Being in U2 means never having to say you’re sorry, and yet it has sometimes seemed like Bono has been on a kind of apology tour in recent years, whether the singer has been waxing humble about the universal iTunes album drop or about U2’s grandeur or about the sound of his own voice. But now it sounds as if he might want to take all that humility back and stand defiant in the face of the band’s detractors and nitpickers after all.
Bono’s current stands on penitence for U2’s perceived sins can be found in a clip from a video interview Zane Lowe conducted with Bono and the Edge for Apple Music. Watch the exclusive excerpt, above, or watch the entire conversation when it premieres today at 10 a.m. PT on Apple Music 1.
“Actually, I’ve got an apology. I wrote it,” Bono tells Lowe, in the middle of a chat about whether it’s appropriate for U2’s members to have a high opinion of the band. He pulls a written statement out of his suit pocket and begins to recite a short speech he’s written out:
“I apologize for having the unreasonableness of youth as I enter my 60s,” he says. “I apologize for being a singer who will get in your face whatever direction you’re looking. I apologize for not being shy or retiring and for loudly giving thanks for where I go to work. I apologize for stretching our band to its elastic limit. I apologize for wanting to make an unreasonable guitar record that rattles my cage and others. I apologize for repeating over and over, that rock ‘and’n’ roll is not dead, it’s just older and grumpier, and occasionally makes fireworks out of its mood changes.
“But most of all,” Bono concludes, “I apologize for apologizing.”
After the tongue-in-cheek buildup, the singer makes it clear with that last statement that U2 has gotten as humble as the band ever needs to, with some of the members’ other statements in recent years, and that it may be appropriate for the pendulum to swing back to being proud of letting their superegos, if not actual egos, run wild.
The clip comes from a conversation Bono and the Edge are having with Lowe to promote a new U2 album, “Songs of Surrender,” that includes remakes of 40 previous U2 songs. The singer and guitarist are also out this week with the Disney+ streaming special “Bono & The Edge: A Sort of Homecoming, with Dave Letterman.” While Letterman visits with the two band members in Dublin, Lowe had his talk with Bono and the Edge in and around an RV in the California desert.
Bono’s reference to “an unreasonable guitar record” refers to a new studio album, apart from “Surrender,” that U2 has been working on bit by bit for years, albeit one that is unlikely to come out this year. The singer has said in recent interviews that the group is unlikely to complete and release that album until they can tour behind it with Larry Mullen Jr., who is still dealing with issues related to surgery that will keep him off the road until 2024.

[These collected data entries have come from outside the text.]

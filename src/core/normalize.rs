//! Turns a raw Trektellen CSV export into sorted canonical observations.

use crate::domain::model::{
    Age, CountType, DistanceZone, Observation, RunSelection, Sex, Station,
};
use crate::utils::error::{CheckError, Result};
use chrono::{NaiveDate, NaiveDateTime, NaiveTime};
use serde::{Deserialize, Serialize};
use std::cmp::Ordering;
use std::collections::HashMap;
use std::str::FromStr;

/// Columns the export must provide. Anything else (`countid`, `speciesid`,
/// `year`, `yday`, ...) is ignored.
pub const RAW_COLUMNS: [&str; 14] = [
    "date",
    "timestamp",
    "telpost",
    "speciesname",
    "count",
    "countback",
    "local",
    "age",
    "sex",
    "plumage",
    "remark",
    "location",
    "migtype",
    "counttype",
];

/// Species code renamed on import; older exports used it for aged non-juveniles.
const LEGACY_SPECIES: [(&str, &str); 1] = [("HB_AD", "HB_NONJUV")];

/// Opening hours of one station on the checked day, added to the table as
/// `START`/`END` rows.
///
/// Written as `S1=07:00-17:30` on the command line, in TOML and in the
/// `COUNT_SESSIONS` variable.
#[derive(Debug, Clone, Copy, PartialEq, Eq, Serialize, Deserialize)]
#[serde(try_from = "String", into = "String")]
pub struct CountSession {
    pub station: Station,
    pub start: NaiveTime,
    pub end: NaiveTime,
}

impl CountSession {
    fn markers(&self, date: NaiveDate) -> [Observation; 2] {
        let marker = |species: &str, time: NaiveTime| Observation {
            datetime: Some(date.and_time(time)),
            station: Some(self.station),
            species: Some(species.to_string()),
            count: Some(1),
            countback: Some(0),
            local: false,
            location: Some(DistanceZone::O),
            ..Default::default()
        };
        [marker("START", self.start), marker("END", self.end)]
    }
}

impl FromStr for CountSession {
    type Err = CheckError;

    fn from_str(value: &str) -> Result<Self> {
        let invalid = |reason: &str| CheckError::InvalidConfigValueError {
            field: "session".to_string(),
            value: value.to_string(),
            reason: reason.to_string(),
        };
        let time = |text: &str| {
            ["%H:%M:%S", "%H:%M"]
                .iter()
                .find_map(|format| NaiveTime::parse_from_str(text.trim(), format).ok())
                .ok_or_else(|| invalid("expected HH:MM clock times"))
        };

        let (station, hours) = value
            .split_once('=')
            .ok_or_else(|| invalid("expected STATION=START-END, e.g. S1=07:00-17:30"))?;
        let station = Station::ALL
            .into_iter()
            .find(|s| s.file_suffix().eq_ignore_ascii_case(station.trim()))
            .ok_or_else(|| invalid("station must be S1 or S2"))?;
        let (start, end) = hours
            .split_once('-')
            .ok_or_else(|| invalid("expected START-END"))?;
        let (start, end) = (time(start)?, time(end)?);
        if start > end {
            return Err(invalid("session starts after it ends"));
        }
        Ok(Self { station, start, end })
    }
}

impl TryFrom<String> for CountSession {
    type Error = CheckError;

    fn try_from(value: String) -> Result<Self> {
        value.parse()
    }
}

impl From<CountSession> for String {
    fn from(session: CountSession) -> Self {
        format!(
            "{}={}-{}",
            session.station.file_suffix(),
            session.start.format("%H:%M"),
            session.end.format("%H:%M")
        )
    }
}

/// Parses a comma-separated session list such as `S1=07:00-17:00,S2=07:30-16:00`.
pub fn parse_sessions(value: &str) -> Result<Vec<CountSession>> {
    value
        .split(',')
        .map(str::trim)
        .filter(|part| !part.is_empty())
        .map(str::parse)
        .collect()
}

/// Header-name to column-position lookup for one CSV table.
pub(crate) struct Columns {
    index: HashMap<String, usize>,
}

impl Columns {
    pub(crate) fn require(headers: &csv::StringRecord, required: &[&str]) -> Result<Self> {
        let index: HashMap<String, usize> = headers
            .iter()
            .enumerate()
            .map(|(i, name)| (name.trim().to_string(), i))
            .collect();
        if let Some(missing) = required.iter().find(|c| !index.contains_key(**c)) {
            return Err(CheckError::MissingColumnError {
                column: missing.to_string(),
            });
        }
        Ok(Self { index })
    }

    pub(crate) fn row<'a>(&'a self, record: &'a csv::StringRecord, row: usize) -> Row<'a> {
        Row {
            record,
            columns: self,
            row,
        }
    }
}

/// Typed accessors for the cells of one row. Empty cells read as `None`.
pub(crate) struct Row<'a> {
    record: &'a csv::StringRecord,
    columns: &'a Columns,
    row: usize,
}

impl<'a> Row<'a> {
    pub(crate) fn text(&self, column: &str) -> Option<&'a str> {
        let position = *self.columns.index.get(column)?;
        self.record
            .get(position)
            .map(str::trim)
            .filter(|value| !value.is_empty())
    }

    pub(crate) fn owned(&self, column: &str) -> Option<String> {
        self.text(column).map(str::to_string)
    }

    fn parse_error(&self, column: &str, value: &str) -> CheckError {
        CheckError::ParseError {
            row: self.row,
            field: column.to_string(),
            value: value.to_string(),
        }
    }

    /// Integers, also accepting the `3.0` spelling spreadsheets produce.
    pub(crate) fn integer(&self, column: &str) -> Result<Option<i64>> {
        let Some(value) = self.text(column) else {
            return Ok(None);
        };
        if let Ok(n) = value.parse::<i64>() {
            return Ok(Some(n));
        }
        match value.parse::<f64>() {
            Ok(f) if f.fract() == 0.0 && f.is_finite() => Ok(Some(f as i64)),
            _ => Err(self.parse_error(column, value)),
        }
    }

    pub(crate) fn count(&self, column: &str) -> Result<Option<u32>> {
        match self.integer(column)? {
            None => Ok(None),
            Some(n) => u32::try_from(n)
                .map(Some)
                .map_err(|_| self.parse_error(column, &n.to_string())),
        }
    }

    pub(crate) fn countback(&self, column: &str) -> Result<Option<i32>> {
        match self.integer(column)? {
            None => Ok(None),
            Some(n) => i32::try_from(n)
                .map(Some)
                .map_err(|_| self.parse_error(column, &n.to_string())),
        }
    }

    pub(crate) fn flag(&self, column: &str) -> Result<bool> {
        match self.text(column) {
            None => Ok(false),
            Some("1" | "1.0" | "true" | "True" | "TRUE") => Ok(true),
            Some("0" | "0.0" | "false" | "False" | "FALSE") => Ok(false),
            Some(other) => Err(self.parse_error(column, other)),
        }
    }

    pub(crate) fn datetime(&self, column: &str) -> Result<Option<NaiveDateTime>> {
        let Some(value) = self.text(column) else {
            return Ok(None);
        };
        ["%Y-%m-%d %H:%M:%S%.f", "%Y-%m-%d %H:%M:%S", "%Y-%m-%dT%H:%M:%S"]
            .iter()
            .find_map(|format| NaiveDateTime::parse_from_str(value, format).ok())
            .map(Some)
            .ok_or_else(|| self.parse_error(column, value))
    }

    /// Fills the shared attribute columns of an observation.
    pub(crate) fn attributes(&self, observation: &mut Observation) -> Result<()> {
        observation.count = self.count("count")?;
        observation.countback = self.countback("countback")?;
        observation.local = self.flag("local")?;
        observation.age = self.text("age").map(Age::from_code);
        observation.sex = self.text("sex").map(Sex::from_code);
        observation.plumage = self.owned("plumage");
        observation.remark = self.owned("remark");
        observation.location = self.text("location").map(DistanceZone::from_code);
        observation.migtype = self.owned("migtype");
        observation.counttype = self.text("counttype").map(CountType::from_code);
        Ok(())
    }
}

/// Orders absent values after present ones.
fn absent_last<T: Ord>(a: &Option<T>, b: &Option<T>) -> Ordering {
    match (a, b) {
        (Some(a), Some(b)) => a.cmp(b),
        (Some(_), None) => Ordering::Less,
        (None, Some(_)) => Ordering::Greater,
        (None, None) => Ordering::Equal,
    }
}

/// Stable sort by (datetime, station), the order every check assumes.
pub fn sort_observations(observations: &mut [Observation]) {
    observations.sort_by(|a, b| {
        absent_last(&a.datetime, &b.datetime).then_with(|| absent_last(&a.station, &b.station))
    });
}

pub struct Normalizer {
    selection: RunSelection,
    sessions: Vec<CountSession>,
}

impl Normalizer {
    pub fn new(selection: RunSelection) -> Self {
        Self {
            selection,
            sessions: Vec::new(),
        }
    }

    pub fn with_sessions(mut self, sessions: Vec<CountSession>) -> Self {
        self.sessions = sessions;
        self
    }

    pub fn parse_export(&self, export: &str) -> Result<Vec<Observation>> {
        let mut reader = csv::ReaderBuilder::new()
            .flexible(true)
            .from_reader(export.as_bytes());
        let columns = Columns::require(reader.headers()?, &RAW_COLUMNS)?;

        let mut observations = Vec::new();
        for (row_number, record) in reader.records().enumerate() {
            let record = record?;
            observations.push(self.parse_row(&columns.row(&record, row_number + 1))?);
        }
        let exported = observations.len();

        match self.selection {
            RunSelection::Day(date) => observations.extend(
                self.sessions.iter().flat_map(|session| session.markers(date)),
            ),
            RunSelection::Season { .. } if !self.sessions.is_empty() => {
                tracing::warn!("Count sessions only apply to single-day runs; ignoring them");
            }
            RunSelection::Season { .. } => {}
        }
        sort_observations(&mut observations);

        let before_selection = observations.len();
        let undated = observations.iter().filter(|o| o.datetime.is_none()).count();
        observations.retain(|o| o.datetime.is_some_and(|dt| self.selection.contains(dt)));
        if undated > 0 {
            tracing::warn!("Dropped {} undated row(s) that fit no selection", undated);
        }

        tracing::info!(
            "Normalized {} exported rows, kept {} of {} for {}",
            exported,
            observations.len(),
            before_selection,
            self.selection.file_stem()
        );
        Ok(observations)
    }

    fn parse_row(&self, row: &Row<'_>) -> Result<Observation> {
        let mut observation = Observation {
            datetime: Self::combine_date_time(row)?,
            station: match row.integer("telpost")? {
                None => None,
                Some(id) => Some(
                    u32::try_from(id)
                        .ok()
                        .and_then(Station::from_trektellen_id)
                        .ok_or_else(|| row.parse_error("telpost", &id.to_string()))?,
                ),
            },
            species: row.text("speciesname").map(|name| {
                LEGACY_SPECIES
                    .iter()
                    .find(|(legacy, _)| *legacy == name)
                    .map_or(name, |(_, current)| *current)
                    .to_string()
            }),
            ..Default::default()
        };
        row.attributes(&mut observation)?;
        Ok(observation)
    }

    /// A missing clock time becomes midnight, which the timestamp check
    /// later reports.
    fn combine_date_time(row: &Row<'_>) -> Result<Option<NaiveDateTime>> {
        let Some(date_text) = row.text("date") else {
            return Ok(None);
        };
        let date = NaiveDate::parse_from_str(date_text, "%Y-%m-%d")
            .map_err(|_| row.parse_error("date", date_text))?;

        let time = match row.text("timestamp") {
            None => NaiveTime::MIN,
            Some(text) => ["%H:%M:%S%.f", "%H:%M:%S", "%H:%M"]
                .iter()
                .find_map(|format| NaiveTime::parse_from_str(text, format).ok())
                .ok_or_else(|| row.parse_error("timestamp", text))?,
        };
        Ok(Some(date.and_time(time)))
    }
}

The exchange about U2’s humility, and/or lack of need for it, harks back to a minor controversy of 2022, when the two band frontmen were doing interviews to promote a song they had written and performed for the animated film “Sing 2.” At that time, some headlines were made when Bono told the Hollywood Reporter that he would sometimes “cringe” at the sound of his own voice — a sentiment that had non-fans of the band reacting along the lines of “at last, he gets it.”
In a subsequent interview with Variety, Bono assessed the overreaction to his comments in the public sphere and took it all back, more or less.
“I’d enjoy this moment while I’m feeling very raw and fucked up, because I’ll be right back” being cocky, Bono told Variety at the time. “I’ve tried humble. It doesn’t work! I think I’m getting back to being loud and proud. The humble pie, you can eat it, but you don’t want to be choking on it.”
Retorted Edge, “He’s not as nearly as humble as I am. I’m just saying, I am way more humble than him. Just going on the record.”
“I’ve tried it. I’m over it,” Bono responded, tongue only partly in cheek. As the new Apple clip indicates, sackcloth and ashes are still no longer his thing.